Stored data
----

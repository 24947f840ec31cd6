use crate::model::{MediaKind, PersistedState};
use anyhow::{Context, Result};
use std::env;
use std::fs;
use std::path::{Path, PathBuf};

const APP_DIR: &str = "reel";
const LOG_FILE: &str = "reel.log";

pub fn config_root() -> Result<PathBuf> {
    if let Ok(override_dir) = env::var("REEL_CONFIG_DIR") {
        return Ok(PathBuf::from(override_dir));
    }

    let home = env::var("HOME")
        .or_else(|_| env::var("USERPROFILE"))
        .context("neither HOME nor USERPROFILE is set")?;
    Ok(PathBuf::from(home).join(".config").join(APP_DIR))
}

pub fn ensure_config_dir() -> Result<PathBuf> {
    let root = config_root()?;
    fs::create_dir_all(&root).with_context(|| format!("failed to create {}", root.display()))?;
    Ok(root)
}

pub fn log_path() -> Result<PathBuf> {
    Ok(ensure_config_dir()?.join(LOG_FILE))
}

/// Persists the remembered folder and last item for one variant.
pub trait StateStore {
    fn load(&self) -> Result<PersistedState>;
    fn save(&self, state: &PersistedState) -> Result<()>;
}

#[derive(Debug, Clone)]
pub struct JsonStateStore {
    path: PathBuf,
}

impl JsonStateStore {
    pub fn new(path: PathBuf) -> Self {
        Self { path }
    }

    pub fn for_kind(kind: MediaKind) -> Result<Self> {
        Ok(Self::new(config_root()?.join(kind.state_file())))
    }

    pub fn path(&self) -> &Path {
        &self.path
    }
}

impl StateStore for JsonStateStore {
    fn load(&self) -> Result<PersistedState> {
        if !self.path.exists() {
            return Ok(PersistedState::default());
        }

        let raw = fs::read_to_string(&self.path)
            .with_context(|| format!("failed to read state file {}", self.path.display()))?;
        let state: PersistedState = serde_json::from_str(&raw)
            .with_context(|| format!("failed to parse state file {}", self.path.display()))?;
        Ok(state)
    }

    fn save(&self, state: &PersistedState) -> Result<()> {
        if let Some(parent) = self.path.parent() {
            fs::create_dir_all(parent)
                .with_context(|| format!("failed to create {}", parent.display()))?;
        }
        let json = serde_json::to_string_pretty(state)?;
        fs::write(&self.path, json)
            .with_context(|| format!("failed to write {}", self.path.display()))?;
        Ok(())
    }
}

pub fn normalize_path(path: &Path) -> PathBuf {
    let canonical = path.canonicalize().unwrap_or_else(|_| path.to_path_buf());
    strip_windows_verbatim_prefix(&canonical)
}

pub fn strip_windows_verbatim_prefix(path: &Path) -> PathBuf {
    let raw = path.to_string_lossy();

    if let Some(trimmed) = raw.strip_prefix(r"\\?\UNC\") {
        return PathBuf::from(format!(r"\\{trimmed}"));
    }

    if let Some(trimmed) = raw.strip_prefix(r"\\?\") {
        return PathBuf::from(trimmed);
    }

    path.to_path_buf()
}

----

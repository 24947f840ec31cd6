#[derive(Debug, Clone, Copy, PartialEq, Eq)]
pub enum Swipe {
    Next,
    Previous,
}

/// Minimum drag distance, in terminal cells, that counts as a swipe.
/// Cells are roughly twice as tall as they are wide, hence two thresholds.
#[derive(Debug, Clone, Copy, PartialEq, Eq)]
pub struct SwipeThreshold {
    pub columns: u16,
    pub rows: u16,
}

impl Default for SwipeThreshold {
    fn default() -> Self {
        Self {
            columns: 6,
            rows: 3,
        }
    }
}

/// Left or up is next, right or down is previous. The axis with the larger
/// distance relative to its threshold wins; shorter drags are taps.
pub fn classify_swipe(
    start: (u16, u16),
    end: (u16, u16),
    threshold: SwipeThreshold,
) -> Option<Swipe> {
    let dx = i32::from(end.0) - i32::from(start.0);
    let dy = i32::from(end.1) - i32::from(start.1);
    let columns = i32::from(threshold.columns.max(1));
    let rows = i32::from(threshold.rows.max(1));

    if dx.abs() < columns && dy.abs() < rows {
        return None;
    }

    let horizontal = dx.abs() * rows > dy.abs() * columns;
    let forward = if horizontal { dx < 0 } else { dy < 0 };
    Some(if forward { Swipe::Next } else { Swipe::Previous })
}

----

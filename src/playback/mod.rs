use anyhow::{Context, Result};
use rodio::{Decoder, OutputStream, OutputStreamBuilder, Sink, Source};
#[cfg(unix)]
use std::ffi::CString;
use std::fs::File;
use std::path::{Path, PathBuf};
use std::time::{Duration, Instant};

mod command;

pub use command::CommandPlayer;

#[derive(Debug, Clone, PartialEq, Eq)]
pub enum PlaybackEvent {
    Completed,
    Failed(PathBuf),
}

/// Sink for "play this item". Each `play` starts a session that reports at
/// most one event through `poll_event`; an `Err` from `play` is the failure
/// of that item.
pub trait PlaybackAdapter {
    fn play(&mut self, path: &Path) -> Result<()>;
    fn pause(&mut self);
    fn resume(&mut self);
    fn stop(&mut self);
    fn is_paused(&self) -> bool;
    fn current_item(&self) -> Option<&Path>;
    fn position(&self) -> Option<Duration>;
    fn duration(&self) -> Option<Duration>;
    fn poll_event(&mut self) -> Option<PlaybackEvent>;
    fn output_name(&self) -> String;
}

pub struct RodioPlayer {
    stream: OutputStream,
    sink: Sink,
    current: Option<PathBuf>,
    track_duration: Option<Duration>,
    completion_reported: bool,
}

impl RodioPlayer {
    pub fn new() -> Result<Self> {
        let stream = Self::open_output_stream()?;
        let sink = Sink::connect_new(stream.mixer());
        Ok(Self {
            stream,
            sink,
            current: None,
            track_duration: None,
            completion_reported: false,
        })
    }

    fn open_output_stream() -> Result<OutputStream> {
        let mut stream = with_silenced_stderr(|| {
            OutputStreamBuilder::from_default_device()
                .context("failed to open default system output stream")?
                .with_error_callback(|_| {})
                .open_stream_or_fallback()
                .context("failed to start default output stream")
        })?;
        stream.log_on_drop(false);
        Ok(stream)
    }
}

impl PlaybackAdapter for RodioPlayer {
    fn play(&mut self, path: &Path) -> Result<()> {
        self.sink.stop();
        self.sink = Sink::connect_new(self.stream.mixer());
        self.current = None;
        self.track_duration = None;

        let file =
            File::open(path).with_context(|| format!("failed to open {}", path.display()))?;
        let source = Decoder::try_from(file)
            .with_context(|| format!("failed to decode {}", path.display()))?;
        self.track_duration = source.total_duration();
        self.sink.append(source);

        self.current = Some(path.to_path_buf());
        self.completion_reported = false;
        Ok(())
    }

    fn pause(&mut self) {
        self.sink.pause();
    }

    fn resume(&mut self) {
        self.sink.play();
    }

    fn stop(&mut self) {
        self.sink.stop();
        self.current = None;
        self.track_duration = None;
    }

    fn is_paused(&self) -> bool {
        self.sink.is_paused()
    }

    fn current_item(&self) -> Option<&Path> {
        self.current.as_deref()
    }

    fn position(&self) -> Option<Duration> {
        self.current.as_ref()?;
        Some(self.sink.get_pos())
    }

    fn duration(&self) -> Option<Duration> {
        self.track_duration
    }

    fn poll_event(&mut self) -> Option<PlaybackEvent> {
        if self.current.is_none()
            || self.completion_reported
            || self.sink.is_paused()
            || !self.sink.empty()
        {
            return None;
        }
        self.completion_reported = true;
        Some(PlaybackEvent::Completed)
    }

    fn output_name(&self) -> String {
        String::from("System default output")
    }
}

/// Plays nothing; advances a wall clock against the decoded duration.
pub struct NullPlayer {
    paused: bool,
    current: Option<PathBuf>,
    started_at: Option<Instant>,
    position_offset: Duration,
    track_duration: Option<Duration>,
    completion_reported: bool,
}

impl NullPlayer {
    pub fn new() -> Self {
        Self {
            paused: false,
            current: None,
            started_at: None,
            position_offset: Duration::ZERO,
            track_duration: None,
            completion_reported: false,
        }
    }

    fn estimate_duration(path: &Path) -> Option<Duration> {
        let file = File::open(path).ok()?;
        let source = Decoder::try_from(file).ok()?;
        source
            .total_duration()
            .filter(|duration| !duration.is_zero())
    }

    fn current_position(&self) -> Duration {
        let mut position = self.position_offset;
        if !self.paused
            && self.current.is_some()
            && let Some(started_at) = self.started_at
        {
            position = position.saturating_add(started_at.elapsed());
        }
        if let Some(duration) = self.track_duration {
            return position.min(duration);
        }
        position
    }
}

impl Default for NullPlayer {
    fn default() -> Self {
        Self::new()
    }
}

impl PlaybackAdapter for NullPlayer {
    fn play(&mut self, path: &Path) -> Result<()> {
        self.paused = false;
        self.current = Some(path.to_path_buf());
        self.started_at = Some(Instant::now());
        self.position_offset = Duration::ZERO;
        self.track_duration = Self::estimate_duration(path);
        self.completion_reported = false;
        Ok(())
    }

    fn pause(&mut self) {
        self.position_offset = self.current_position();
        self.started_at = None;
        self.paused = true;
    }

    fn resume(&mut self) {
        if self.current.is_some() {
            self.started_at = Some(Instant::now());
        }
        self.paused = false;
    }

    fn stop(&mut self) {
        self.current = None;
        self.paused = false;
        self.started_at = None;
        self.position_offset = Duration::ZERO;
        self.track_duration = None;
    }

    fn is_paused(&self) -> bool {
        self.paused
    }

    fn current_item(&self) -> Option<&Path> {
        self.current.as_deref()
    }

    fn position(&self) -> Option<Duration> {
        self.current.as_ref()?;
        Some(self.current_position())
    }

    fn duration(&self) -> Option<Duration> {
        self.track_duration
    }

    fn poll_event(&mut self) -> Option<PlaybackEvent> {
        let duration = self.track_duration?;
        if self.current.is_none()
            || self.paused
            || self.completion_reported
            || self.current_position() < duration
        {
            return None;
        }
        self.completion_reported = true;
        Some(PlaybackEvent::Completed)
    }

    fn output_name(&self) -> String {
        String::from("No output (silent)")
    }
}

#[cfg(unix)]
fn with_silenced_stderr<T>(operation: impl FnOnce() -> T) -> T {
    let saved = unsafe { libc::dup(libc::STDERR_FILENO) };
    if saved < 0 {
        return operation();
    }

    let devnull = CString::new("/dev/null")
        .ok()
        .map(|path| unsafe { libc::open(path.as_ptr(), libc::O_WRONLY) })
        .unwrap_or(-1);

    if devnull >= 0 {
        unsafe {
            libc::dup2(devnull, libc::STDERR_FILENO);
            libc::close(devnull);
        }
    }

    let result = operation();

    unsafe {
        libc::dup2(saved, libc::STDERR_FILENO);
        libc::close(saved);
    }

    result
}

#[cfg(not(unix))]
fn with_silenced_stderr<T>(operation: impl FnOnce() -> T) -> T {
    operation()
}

----

**Task instructions**. Spot the lines above that mention "saved" and copy them.

**Result**.
    let saved = unsafe { libc::dup(libc::STDERR_FILENO) };
    if saved < 0 {
        libc::dup2(saved, libc::STDERR_FILENO);
        libc::close(saved);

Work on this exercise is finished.